Aber dann begann die "Perkeo-Ära", die von Herbst 1938 bis zum Frühjahr 1946 dauerte. Die Perkeo wurde meine "Soldatenkamera", ich habe sie ab Herbst 1939 auch mit ins Feld genommen. Zwar bekam ich im Herbst 1940 noch eine Rolleicord II anstelle einer ein Jahr vorher bestellten Rolleiflex Standard, doch die Rolleicord habe ich nie mit ins Feld genommen. Sie war mir zu schade dazu. Sie blieb "Urlaubskamera" und ruhte bombensicher im Safe einer Bank. Das Schicksal wollte es, daß mir viele Perkeofotos, bzw. deren Negative, von 1938-1946 erhalten bleiben.

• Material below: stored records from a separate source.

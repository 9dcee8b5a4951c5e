//! Repository for the `invoices` table.

use biztime_core::types::DbId;
use sqlx::PgPool;

use crate::models::invoice::{CreateInvoice, Invoice, InvoiceSummary, UpdateInvoice};

/// Column list shared across full-row queries.
const COLUMNS: &str = "id, comp_code, amt, paid, add_date, paid_date";

/// Provides CRUD operations for invoices.
pub struct InvoiceRepo;

impl InvoiceRepo {
    /// List every invoice's id and company code, ordered by id.
    pub async fn list(pool: &PgPool) -> Result<Vec<InvoiceSummary>, sqlx::Error> {
        sqlx::query_as::<_, InvoiceSummary>("SELECT id, comp_code FROM invoices ORDER BY id")
            .fetch_all(pool)
            .await
    }

    /// Find an invoice by its ID.
    pub async fn find_by_id(pool: &PgPool, id: DbId) -> Result<Option<Invoice>, sqlx::Error> {
        let query = format!("SELECT {COLUMNS} FROM invoices WHERE id = $1");
        sqlx::query_as::<_, Invoice>(&query)
            .bind(id)
            .fetch_optional(pool)
            .await
    }

    /// Insert a new invoice, returning the created row.
    ///
    /// `paid` and `add_date` fall back to their column defaults. An unknown
    /// `comp_code` surfaces as a foreign key violation.
    pub async fn create(pool: &PgPool, input: &CreateInvoice) -> Result<Invoice, sqlx::Error> {
        let query = format!(
            "INSERT INTO invoices (comp_code, amt)
             VALUES ($1, $2)
             RETURNING {COLUMNS}"
        );
        sqlx::query_as::<_, Invoice>(&query)
            .bind(&input.comp_code)
            .bind(input.amt)
            .fetch_one(pool)
            .await
    }

    /// Change an invoice's amount. No other column is touched.
    ///
    /// Returns `None` if no row with the given `id` exists.
    pub async fn update(
        pool: &PgPool,
        id: DbId,
        input: &UpdateInvoice,
    ) -> Result<Option<Invoice>, sqlx::Error> {
        let query = format!(
            "UPDATE invoices SET amt = $2
             WHERE id = $1
             RETURNING {COLUMNS}"
        );
        sqlx::query_as::<_, Invoice>(&query)
            .bind(id)
            .bind(input.amt)
            .fetch_optional(pool)
            .await
    }

    /// Delete an invoice by ID. Returns `true` if a row was removed.
    pub async fn delete(pool: &PgPool, id: DbId) -> Result<bool, sqlx::Error> {
        let result = sqlx::query("DELETE FROM invoices WHERE id = $1")
            .bind(id)
            .execute(pool)
            .await?;
        Ok(result.rows_affected() > 0)
    }
}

Als ich im Herbst die Perkeo 3 x 4 cm erwarb, war sie nur noch als Gelegenheit im Handel. Die 3 x 4 cm-Welle zu Anfang der 30er Jahre war längst abgeklungen. Ein Teil der Anhänger dieses Formats hatte sich inzwischen dem Kleinbild 24 x 36 mm verschrieben, seitdem die Kodak Retina und ihre Konkurrenzmodelle seit 1934 das Kleinbildformat volkstümlich gemacht hatten. Ein anderer Teil hatte sich dem 1932 erstmals von Zeiss Ikon als Rollfilmformat kreierten Format 4,5 x 6 cm zugewandt. Kameras dieses Formats waren kaum größer und schwerer als 3 x 4 Kameras. Etwa zur gleichen Zeit, als ich die Perkeo erwarb, kam die Balda Jubilette 24 x 36 mm mit Radionar 1 :2,9 und Compur 00-Verschluß zu 50 RM auf den Markt. Da man sich damals jedoch aus Sparsamkeitsgründen auf Kontaktabzüge fürs Fotoalbum beschränkte, blieb ich dem veralteten 3 x 4-Format treu. Bei der Truppe hatte ich keine Möglichkeit, Vergrößerungen vom 24 x 36 mm-Format selber preiswert anzufertigen. Und für Farbfilm' der in 35 mm schon lieferbar war' reichten die Mittel schon gar nicht. Das waren Überlegungen in einer Zeit, in der man den Pfennig dreimal umdrehte, bevor man ihn ausgab.